(Data extracted from a collection)
━━━━━━

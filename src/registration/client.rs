//! Registration authority client
//!
//! A connection hands its subscription payload to the authority exactly
//! once, before it becomes eligible for matching, and receives the
//! broadcaster identity it will be routed under.

use async_trait::async_trait;
use reqwest::Client;

use crate::protocol::{BroadcasterId, RegistrationAck, Subscription};

use super::config::RegistrarConfig;
use super::error::RegistrationError;

/// Obtains broadcaster identities for new subscribers
///
/// The trait is the seam between the connection handler and the external
/// authority; tests install a fake implementation instead of an HTTP
/// endpoint. Each call is a single attempt — bounded retry with backoff
/// belongs to the caller.
#[async_trait]
pub trait Registrar: Send + Sync + 'static {
    /// Register a subscriber and return its assigned identity
    async fn register(
        &self,
        subscription: &Subscription,
    ) -> Result<BroadcasterId, RegistrationError>;
}

/// HTTP client for the registration authority
///
/// Posts the subscription payload to `{base_url}/broadcaster/register` and
/// expects a JSON body carrying the assigned identity. The request timeout
/// guarantees an attempt never hangs.
pub struct HttpRegistrar {
    client: Client,
    config: RegistrarConfig,
}

impl HttpRegistrar {
    /// Create a client for the configured authority
    pub fn new(config: RegistrarConfig) -> Result<Self, RegistrationError> {
        let client = Client::builder().timeout(config.request_timeout).build()?;

        Ok(Self { client, config })
    }

    /// Get the client configuration
    pub fn config(&self) -> &RegistrarConfig {
        &self.config
    }
}

#[async_trait]
impl Registrar for HttpRegistrar {
    async fn register(
        &self,
        subscription: &Subscription,
    ) -> Result<BroadcasterId, RegistrationError> {
        let url = format!("{}/broadcaster/register", self.config.base_url);

        let response = self.client.post(&url).json(subscription).send().await?;

        let status = response.status();
        if !status.is_success() {
            return Err(RegistrationError::Rejected {
                status: status.as_u16(),
            });
        }

        let body = response.text().await?;
        let ack: RegistrationAck = serde_json::from_str(&body)?;

        tracing::debug!(identity = %ack.broadcaster_id, "Registration granted");

        Ok(ack.broadcaster_id)
    }
}
//! Statistics and metrics

pub mod metrics;

pub use metrics::{RouterStats, RouterStatsSnapshot, ServerStats};
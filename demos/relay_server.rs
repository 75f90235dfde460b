//! Simple push relay example
//!
//! Run with: cargo run --example relay_server [BIND_ADDR] [AUTHORITY_URL]
//!
//! Examples:
//!   cargo run --example relay_server                          # 0.0.0.0:8080, authority on localhost:8889
//!   cargo run --example relay_server localhost:9000
//!   cargo run --example relay_server 0.0.0.0:8080 http://auth.internal:8889
//!
//! ## Subscribing
//!
//! Connect a WebSocket client to ws://localhost:8080/ and send:
//!
//! ```json
//! {
//!     "connection_type": "ws",
//!     "endpoint": "wss://example",
//!     "transaction_events": [{"to_address": "cx00"}]
//! }
//! ```
//!
//! The first reply is `{"broadcaster_id": "..."}`; every later frame is
//! one routed payload.
//!
//! ## Upstream
//!
//! Without a broker attached, this demo synthesizes traffic: every two
//! seconds it sends a heartbeat payload addressed to every registered
//! identity, exercising the full match-and-dispatch path.

use std::net::SocketAddr;
use std::sync::Arc;
use std::time::Duration;

use tokio::sync::mpsc;
use wscast_rs::{
    ConnectionRegistry, HttpRegistrar, RegistrarConfig, Router, ServerConfig, UpstreamMessage,
    WsServer,
};

/// Parse bind address from command line argument.
///
/// Accepts formats:
/// - "localhost" -> 127.0.0.1:8080
/// - "localhost:9000" -> 127.0.0.1:9000
/// - "0.0.0.0:8080" -> 0.0.0.0:8080
fn parse_bind_addr(arg: &str) -> Result<SocketAddr, String> {
    const DEFAULT_PORT: u16 = 8080;

    let normalized = arg.replace("localhost", "127.0.0.1");

    if let Ok(addr) = normalized.parse::<SocketAddr>() {
        return Ok(addr);
    }

    if let Ok(ip) = normalized.parse::<std::net::IpAddr>() {
        return Ok(SocketAddr::new(ip, DEFAULT_PORT));
    }

    Err(format!(
        "Invalid bind address: '{}'. Expected format: IP:PORT or IP or 'localhost'",
        arg
    ))
}

fn print_usage() {
    eprintln!("Usage: relay_server [BIND_ADDR] [AUTHORITY_URL]");
    eprintln!();
    eprintln!("Arguments:");
    eprintln!("  BIND_ADDR      Address to bind to (default: 0.0.0.0:8080)");
    eprintln!("  AUTHORITY_URL  Registration authority (default: http://localhost:8889)");
}

/// Periodically address a heartbeat to every registered identity
async fn synthetic_upstream(
    registry: Arc<ConnectionRegistry>,
    ingress_tx: mpsc::Sender<UpstreamMessage>,
) {
    let mut ticker = tokio::time::interval(Duration::from_secs(2));
    let mut seq: u64 = 0;

    loop {
        ticker.tick().await;
        seq += 1;

        let identities = registry.identities().await;
        if identities.is_empty() {
            continue;
        }

        let key: Vec<&str> = identities.iter().map(|id| id.as_str()).collect();
        let key = match serde_json::to_vec(&key) {
            Ok(key) => key,
            Err(e) => {
                tracing::error!(error = %e, "Failed to encode heartbeat key");
                continue;
            }
        };
        let value = format!(r#"{{"heartbeat":{}}}"#, seq);

        if ingress_tx
            .send(UpstreamMessage::new(key, value))
            .await
            .is_err()
        {
            break;
        }
    }
}

#[tokio::main]
async fn main() -> Result<(), Box<dyn std::error::Error>> {
    let args: Vec<String> = std::env::args().collect();

    if args.iter().any(|a| a == "--help" || a == "-h") {
        print_usage();
        return Ok(());
    }

    let bind_addr = match args.get(1) {
        Some(addr_str) => match parse_bind_addr(addr_str) {
            Ok(addr) => addr,
            Err(e) => {
                eprintln!("Error: {}", e);
                eprintln!();
                print_usage();
                std::process::exit(1);
            }
        },
        None => "0.0.0.0:8080".parse().unwrap(),
    };

    let authority_url = args
        .get(2)
        .cloned()
        .unwrap_or_else(|| "http://localhost:8889".to_string());

    // Initialize logging
    tracing_subscriber::fmt()
        .with_env_filter(
            tracing_subscriber::EnvFilter::from_default_env()
                .add_directive("wscast_rs=debug".parse()?)
                .add_directive("relay_server=debug".parse()?),
        )
        .init();

    println!("Starting push relay on {}", bind_addr);
    println!("Registration authority: {}", authority_url);
    println!();
    println!("Connect a WebSocket client to ws://{}/ and send a", bind_addr);
    println!("subscription payload; heartbeats follow every two seconds.");
    println!();

    let registrar = HttpRegistrar::new(RegistrarConfig::with_base_url(authority_url))?;
    let server = Arc::new(WsServer::new(ServerConfig::with_addr(bind_addr), registrar));

    // Router and synthetic upstream share the server's registry
    let router = Router::new(Arc::clone(server.registry()));
    let (ingress_tx, ingress_rx) = mpsc::channel(1024);
    let (router_shutdown_tx, router_shutdown_rx) = mpsc::channel(1);

    let router_handle = tokio::spawn(async move {
        router.run(ingress_rx, router_shutdown_rx).await;
    });

    tokio::spawn(synthetic_upstream(
        Arc::clone(server.registry()),
        ingress_tx,
    ));

    // Run with Ctrl+C handling
    server
        .run_until(async {
            let _ = tokio::signal::ctrl_c().await;
            println!("\nShutting down...");
        })
        .await?;

    let _ = router_shutdown_tx.send(()).await;
    let _ = router_handle.await;

    Ok(())
}
//! Server configuration

use std::net::SocketAddr;
use std::time::Duration;

/// Server configuration options
#[derive(Debug, Clone)]
pub struct ServerConfig {
    /// Address to bind to
    pub bind_addr: SocketAddr,

    /// Maximum concurrent connections (0 = unlimited)
    pub max_connections: usize,

    /// Window for the subscription frame to arrive after accept
    pub registration_timeout: Duration,

    /// Attempts against the registration authority per connection
    pub register_attempts: u32,

    /// Backoff between registration attempts (linear)
    pub register_backoff: Duration,

    /// Per-connection dispatch queue capacity; a subscriber that falls
    /// this many payloads behind is treated as failed
    pub send_queue_capacity: usize,

    /// Enable TCP_NODELAY (disable Nagle's algorithm)
    pub tcp_nodelay: bool,
}

impl Default for ServerConfig {
    fn default() -> Self {
        Self {
            bind_addr: "0.0.0.0:8080".parse().unwrap(),
            max_connections: 0, // Unlimited
            registration_timeout: Duration::from_secs(10),
            register_attempts: 3,
            register_backoff: Duration::from_millis(500),
            send_queue_capacity: 256,
            tcp_nodelay: true, // Important for low latency
        }
    }
}

impl ServerConfig {
    /// Create a new config with custom bind address
    pub fn with_addr(addr: SocketAddr) -> Self {
        Self {
            bind_addr: addr,
            ..Default::default()
        }
    }

    /// Set the bind address
    pub fn bind(mut self, addr: SocketAddr) -> Self {
        self.bind_addr = addr;
        self
    }

    /// Set maximum connections
    pub fn max_connections(mut self, max: usize) -> Self {
        self.max_connections = max;
        self
    }

    /// Set the registration window
    pub fn registration_timeout(mut self, timeout: Duration) -> Self {
        self.registration_timeout = timeout;
        self
    }

    /// Set registration attempts (minimum 1)
    pub fn register_attempts(mut self, attempts: u32) -> Self {
        self.register_attempts = attempts.max(1);
        self
    }

    /// Set the backoff between registration attempts
    pub fn register_backoff(mut self, backoff: Duration) -> Self {
        self.register_backoff = backoff;
        self
    }

    /// Set the per-connection dispatch queue capacity (minimum 1)
    pub fn send_queue_capacity(mut self, capacity: usize) -> Self {
        self.send_queue_capacity = capacity.max(1);
        self
    }
}
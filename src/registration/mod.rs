//! Registration authority adapter
//!
//! Before a connection can receive routed payloads it must obtain a
//! broadcaster identity from an external authority. This module holds the
//! [`Registrar`] seam and its production HTTP implementation.

pub mod client;
pub mod config;
pub mod error;

pub use client::{HttpRegistrar, Registrar};
pub use config::RegistrarConfig;
pub use error::RegistrationError;
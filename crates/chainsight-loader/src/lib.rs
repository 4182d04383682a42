pub mod queries;
pub mod registry;
pub mod loader;
pub mod error;

// Re-exports
pub use loader::{DashboardBundle, DashboardLoader, DEFAULT_CACHE_TTL};
pub use registry::AnalysisQuery;
pub use error::{Error, Result};
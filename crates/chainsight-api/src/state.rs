use std::sync::Arc;

#[derive(Clone)]
pub struct ApiState {
    pub loader: Arc<chainsight_loader::DashboardLoader>,
    pub warehouse: Arc<dyn chainsight_core::Warehouse>,
    pub narrative: Option<Arc<dyn chainsight_narrative::NarrativeService>>,
}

━━━━━━

Using the entries above, give back exactly the line containing "capacity (minimum 1)", the line containing "pub mod client;", and every line between them, and nothing else.

    /// Set the per-connection dispatch queue capacity (minimum 1)
    pub fn send_queue_capacity(mut self, capacity: usize) -> Self {
        self.send_queue_capacity = capacity.max(1);
        self
    }
}
filename src/registration/mod.rs
//! Registration authority adapter
//!
//! Before a connection can receive routed payloads it must obtain a
//! broadcaster identity from an external authority. This module holds the
//! [`Registrar`] seam and its production HTTP implementation.

pub mod client;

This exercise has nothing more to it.